PROVIDED DATA —
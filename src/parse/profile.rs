//! Social profile page field extraction.
//!
//! Reads the display fields of a Twitter profile page from their fixed positions
//! in the legacy profile layout. Every field is optional: a field whose element
//! or attribute is absent (private, suspended or deactivated accounts, other
//! networks' pages) is left empty and listed in `missing_fields`, so a partial
//! page still yields a partial profile.

use scraper::{ElementRef, Html, Selector};
use serde::Serialize;
use std::sync::LazyLock;
use strum_macros::{AsRefStr, EnumIter};

use crate::error_handling::{ExtractionStats, WarningType};
use crate::utils::parse_selector_unsafe;

const PHOTO_SELECTOR_STR: &str = ".ProfileAvatar-image";
const BIO_SELECTOR_STR: &str = ".ProfileHeaderCard-bio";
const NAME_SELECTOR_STR: &str = ".ProfileHeaderCard-nameLink";
const USERNAME_SELECTOR_STR: &str = ".ProfileHeaderCard-screennameLink";
const LOCATION_SELECTOR_STR: &str = ".ProfileHeaderCard-locationText";
const WEBSITE_SELECTOR_STR: &str = ".ProfileHeaderCard-url";
const JOIN_DATE_SELECTOR_STR: &str = ".ProfileHeaderCard-joinDateText";
const TWEET_COUNT_SELECTOR_STR: &str = ".ProfileNav-item--tweets .ProfileNav-value";
const FOLLOWING_COUNT_SELECTOR_STR: &str = ".ProfileNav-item--following .ProfileNav-value";
const FOLLOWER_COUNT_SELECTOR_STR: &str = ".ProfileNav-item--followers .ProfileNav-value";
const LIKES_COUNT_SELECTOR_STR: &str = ".ProfileNav-item--favorites .ProfileNav-value";

const COUNT_ATTRIBUTE: &str = "data-count";

static PHOTO_SELECTOR: LazyLock<Selector> =
    LazyLock::new(|| parse_selector_unsafe(PHOTO_SELECTOR_STR, "PHOTO_SELECTOR"));
static BIO_SELECTOR: LazyLock<Selector> =
    LazyLock::new(|| parse_selector_unsafe(BIO_SELECTOR_STR, "BIO_SELECTOR"));
static NAME_SELECTOR: LazyLock<Selector> =
    LazyLock::new(|| parse_selector_unsafe(NAME_SELECTOR_STR, "NAME_SELECTOR"));
static USERNAME_SELECTOR: LazyLock<Selector> =
    LazyLock::new(|| parse_selector_unsafe(USERNAME_SELECTOR_STR, "USERNAME_SELECTOR"));
static LOCATION_SELECTOR: LazyLock<Selector> =
    LazyLock::new(|| parse_selector_unsafe(LOCATION_SELECTOR_STR, "LOCATION_SELECTOR"));
static WEBSITE_SELECTOR: LazyLock<Selector> =
    LazyLock::new(|| parse_selector_unsafe(WEBSITE_SELECTOR_STR, "WEBSITE_SELECTOR"));
static JOIN_DATE_SELECTOR: LazyLock<Selector> =
    LazyLock::new(|| parse_selector_unsafe(JOIN_DATE_SELECTOR_STR, "JOIN_DATE_SELECTOR"));
static TWEET_COUNT_SELECTOR: LazyLock<Selector> =
    LazyLock::new(|| parse_selector_unsafe(TWEET_COUNT_SELECTOR_STR, "TWEET_COUNT_SELECTOR"));
static FOLLOWING_COUNT_SELECTOR: LazyLock<Selector> = LazyLock::new(|| {
    parse_selector_unsafe(FOLLOWING_COUNT_SELECTOR_STR, "FOLLOWING_COUNT_SELECTOR")
});
static FOLLOWER_COUNT_SELECTOR: LazyLock<Selector> = LazyLock::new(|| {
    parse_selector_unsafe(FOLLOWER_COUNT_SELECTOR_STR, "FOLLOWER_COUNT_SELECTOR")
});
static LIKES_COUNT_SELECTOR: LazyLock<Selector> =
    LazyLock::new(|| parse_selector_unsafe(LIKES_COUNT_SELECTOR_STR, "LIKES_COUNT_SELECTOR"));

/// Profile fields, named as they appear in the result JSON.
#[derive(Debug, Clone, Copy, PartialEq, Eq, Hash, Serialize, AsRefStr, EnumIter)]
#[serde(rename_all = "camelCase")]
#[strum(serialize_all = "camelCase")]
pub enum ProfileField {
    Photo,
    Bio,
    Name,
    Username,
    Location,
    Website,
    JoinedDate,
    TweetCount,
    FollowingCount,
    FollowerCount,
    LikesCount,
}

/// Fields of a social profile page.
///
/// Text fields are trimmed and empty when unavailable; counters are `None` when
/// the count attribute is absent or not a number.
#[derive(Debug, Clone, Default, PartialEq, Eq, Serialize)]
#[serde(rename_all = "camelCase")]
pub struct SocialProfile {
    pub photo: String,
    pub bio: String,
    pub name: String,
    pub username: String,
    pub location: String,
    pub website: String,
    pub joined_date: String,
    pub tweet_count: Option<u64>,
    pub following_count: Option<u64>,
    pub follower_count: Option<u64>,
    pub likes_count: Option<u64>,
    /// Fields that could not be read from the page, in field order
    pub missing_fields: Vec<ProfileField>,
}

/// Accumulates field lookups, remembering which ones came up empty-handed.
struct FieldReader<'a> {
    document: &'a Html,
    missing: Vec<ProfileField>,
}

impl<'a> FieldReader<'a> {
    fn first(&self, selector: &Selector) -> Option<ElementRef<'a>> {
        self.document.select(selector).next()
    }

    fn text(&mut self, field: ProfileField, selector: &Selector) -> String {
        match self.first(selector) {
            Some(element) => element.text().collect::<String>().trim().to_string(),
            None => {
                self.missing.push(field);
                String::new()
            }
        }
    }

    fn attr(&mut self, field: ProfileField, selector: &Selector, attr: &str) -> String {
        match self.first(selector).and_then(|e| e.value().attr(attr)) {
            Some(value) => value.trim().to_string(),
            None => {
                self.missing.push(field);
                String::new()
            }
        }
    }

    fn count(&mut self, field: ProfileField, selector: &Selector) -> Option<u64> {
        let count = self
            .first(selector)
            .and_then(|e| e.value().attr(COUNT_ATTRIBUTE))
            .and_then(|raw| raw.trim().parse::<u64>().ok());
        if count.is_none() {
            self.missing.push(field);
        }
        count
    }
}

/// Extracts the profile fields of a social profile page.
///
/// Never fails: each field that cannot be found is recorded in
/// `missing_fields` and counted as a `MissingProfileField` warning.
pub fn extract_social_profile(document: &Html, stats: &ExtractionStats) -> SocialProfile {
    let mut reader = FieldReader {
        document,
        missing: Vec::new(),
    };

    let mut profile = SocialProfile {
        photo: reader.attr(ProfileField::Photo, &PHOTO_SELECTOR, "src"),
        bio: reader.text(ProfileField::Bio, &BIO_SELECTOR),
        name: reader.text(ProfileField::Name, &NAME_SELECTOR),
        username: reader.text(ProfileField::Username, &USERNAME_SELECTOR),
        location: reader.text(ProfileField::Location, &LOCATION_SELECTOR),
        website: reader.text(ProfileField::Website, &WEBSITE_SELECTOR),
        joined_date: reader.text(ProfileField::JoinedDate, &JOIN_DATE_SELECTOR),
        tweet_count: reader.count(ProfileField::TweetCount, &TWEET_COUNT_SELECTOR),
        following_count: reader.count(ProfileField::FollowingCount, &FOLLOWING_COUNT_SELECTOR),
        follower_count: reader.count(ProfileField::FollowerCount, &FOLLOWER_COUNT_SELECTOR),
        likes_count: reader.count(ProfileField::LikesCount, &LIKES_COUNT_SELECTOR),
        missing_fields: Vec::new(),
    };

    for _ in &reader.missing {
        stats.increment_warning(WarningType::MissingProfileField);
    }
    if !reader.missing.is_empty() {
        log::debug!(
            "Profile page is missing {} field(s): {:?}",
            reader.missing.len(),
            reader.missing
        );
    }
    profile.missing_fields = reader.missing;
    profile
}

WHAT TO PRODUCE — Each line of the data that holds "item" should be reported.

SOLUTION —
const TWEET_COUNT_SELECTOR_STR: &str = ".ProfileNav-item--tweets .ProfileNav-value";
const FOLLOWING_COUNT_SELECTOR_STR: &str = ".ProfileNav-item--following .ProfileNav-value";
const FOLLOWER_COUNT_SELECTOR_STR: &str = ".ProfileNav-item--followers .ProfileNav-value";
const LIKES_COUNT_SELECTOR_STR: &str = ".ProfileNav-item--favorites .ProfileNav-value";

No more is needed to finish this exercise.